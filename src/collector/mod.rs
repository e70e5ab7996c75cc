//! Busan open-data collector
//!
//! Pages through the restaurant and tourist-information listings of the
//! Busan open-data API, keeps the entries that carry coordinates, and
//! writes each listing to its own JSON file.
//!
//! # Examples
//!
//! ```no_run
//! use oasis::collector::{run_collection, DataApiClient, Dataset};
//! use oasis::config::CollectorConfig;
//!
//! # async fn example() -> Result<(), Box<dyn std::error::Error>> {
//! let config = CollectorConfig::from_env()?;
//! let client = DataApiClient::new(config.base_url.clone(), config.api_key.clone(), config.timeout)?;
//! for report in run_collection(&client, &config, &Dataset::ALL).await? {
//!     println!("{}: {} records", report.collection.dataset, report.collection.records.len());
//! }
//! # Ok(())
//! # }
//! ```

mod client;
mod dataset;
mod error;
mod output;
mod page;
mod paginate;

pub use client::{DataApiClient, PageSource};
pub use dataset::Dataset;
pub use error::{CollectError, OutputError};
pub use output::write_records;
pub use page::{normalize_item, parse_page, OneOrMany, Page, RawItem};
pub use paginate::{collect, CollectOptions, Collection, StopReason};

use std::path::PathBuf;

use crate::config::CollectorConfig;

/// Outcome of collecting and saving one dataset
#[derive(Debug)]
pub struct DatasetReport {
    pub collection: Collection,
    pub path: PathBuf,
}

/// Collect each dataset in turn and write one file per dataset.
///
/// A dataset whose pagination failed part-way still gets its file, holding
/// whatever was gathered before the failure. Only a write failure aborts.
pub async fn run_collection<S: PageSource>(
    source: &S,
    config: &CollectorConfig,
    datasets: &[Dataset],
) -> Result<Vec<DatasetReport>, OutputError> {
    let options = CollectOptions::from(config);
    let mut reports = Vec::with_capacity(datasets.len());

    for &dataset in datasets {
        println!("Collecting {}...", dataset);
        let collection = collect(source, dataset, &options).await;
        let path = write_records(&config.output_dir, dataset.file_name(), &collection.records)?;
        println!(
            "Collected {} {} -> {}",
            collection.records.len(),
            dataset,
            path.display()
        );
        reports.push(DatasetReport { collection, path });
    }

    Ok(reports)
}
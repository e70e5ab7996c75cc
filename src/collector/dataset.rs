/// The two Busan open-data listings the collector knows about
use crate::models::Category;

#[derive(Debug, Clone, Copy, PartialEq, Eq)]
pub enum Dataset {
    /// `FoodService/getFoodKr`
    Restaurants,
    /// `InfoOfficeService/getInfoOfficeKr`
    TouristSpots,
}

impl Dataset {
    pub const ALL: [Dataset; 2] = [Dataset::Restaurants, Dataset::TouristSpots];

    /// Path relative to the data API base URL
    pub fn endpoint(&self) -> &'static str {
        match self {
            Dataset::Restaurants => "/FoodService/getFoodKr",
            Dataset::TouristSpots => "/InfoOfficeService/getInfoOfficeKr",
        }
    }

    /// Top-level key wrapping each page in the response body
    pub fn wrapper_key(&self) -> &'static str {
        match self {
            Dataset::Restaurants => "getFoodKr",
            Dataset::TouristSpots => "getInfoOfficeKr",
        }
    }

    pub fn category(&self) -> Category {
        match self {
            Dataset::Restaurants => Category::Restaurant,
            Dataset::TouristSpots => Category::TouristSpot,
        }
    }

    pub fn file_name(&self) -> &'static str {
        match self {
            Dataset::Restaurants => "busan_restaurants.json",
            Dataset::TouristSpots => "busan_tourist_spots.json",
        }
    }

    pub fn label(&self) -> &'static str {
        match self {
            Dataset::Restaurants => "restaurants",
            Dataset::TouristSpots => "tourist spots",
        }
    }
}

impl std::fmt::Display for Dataset {
    fn fmt(&self, f: &mut std::fmt::Formatter<'_>) -> std::fmt::Result {
        f.write_str(self.label())
    }
}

## WORK TO COMPLETE
Nothing but the lines from the top of the records down to the line with "pub use dataset::Dataset;" belongs in the answer; repeat them exactly.

## EXPECTED ANSWER
filename src/collector/mod.rs
repository e70e5ab7996c75cc
//! Busan open-data collector
//!
//! Pages through the restaurant and tourist-information listings of the
//! Busan open-data API, keeps the entries that carry coordinates, and
//! writes each listing to its own JSON file.
//!
//! # Examples
//!
//! ```no_run
//! use oasis::collector::{run_collection, DataApiClient, Dataset};
//! use oasis::config::CollectorConfig;
//!
//! # async fn example() -> Result<(), Box<dyn std::error::Error>> {
//! let config = CollectorConfig::from_env()?;
//! let client = DataApiClient::new(config.base_url.clone(), config.api_key.clone(), config.timeout)?;
//! for report in run_collection(&client, &config, &Dataset::ALL).await? {
//!     println!("{}: {} records", report.collection.dataset, report.collection.records.len());
//! }
//! # Ok(())
//! # }
//! ```

mod client;
mod dataset;
mod error;
mod output;
mod page;
mod paginate;

pub use client::{DataApiClient, PageSource};
pub use dataset::Dataset;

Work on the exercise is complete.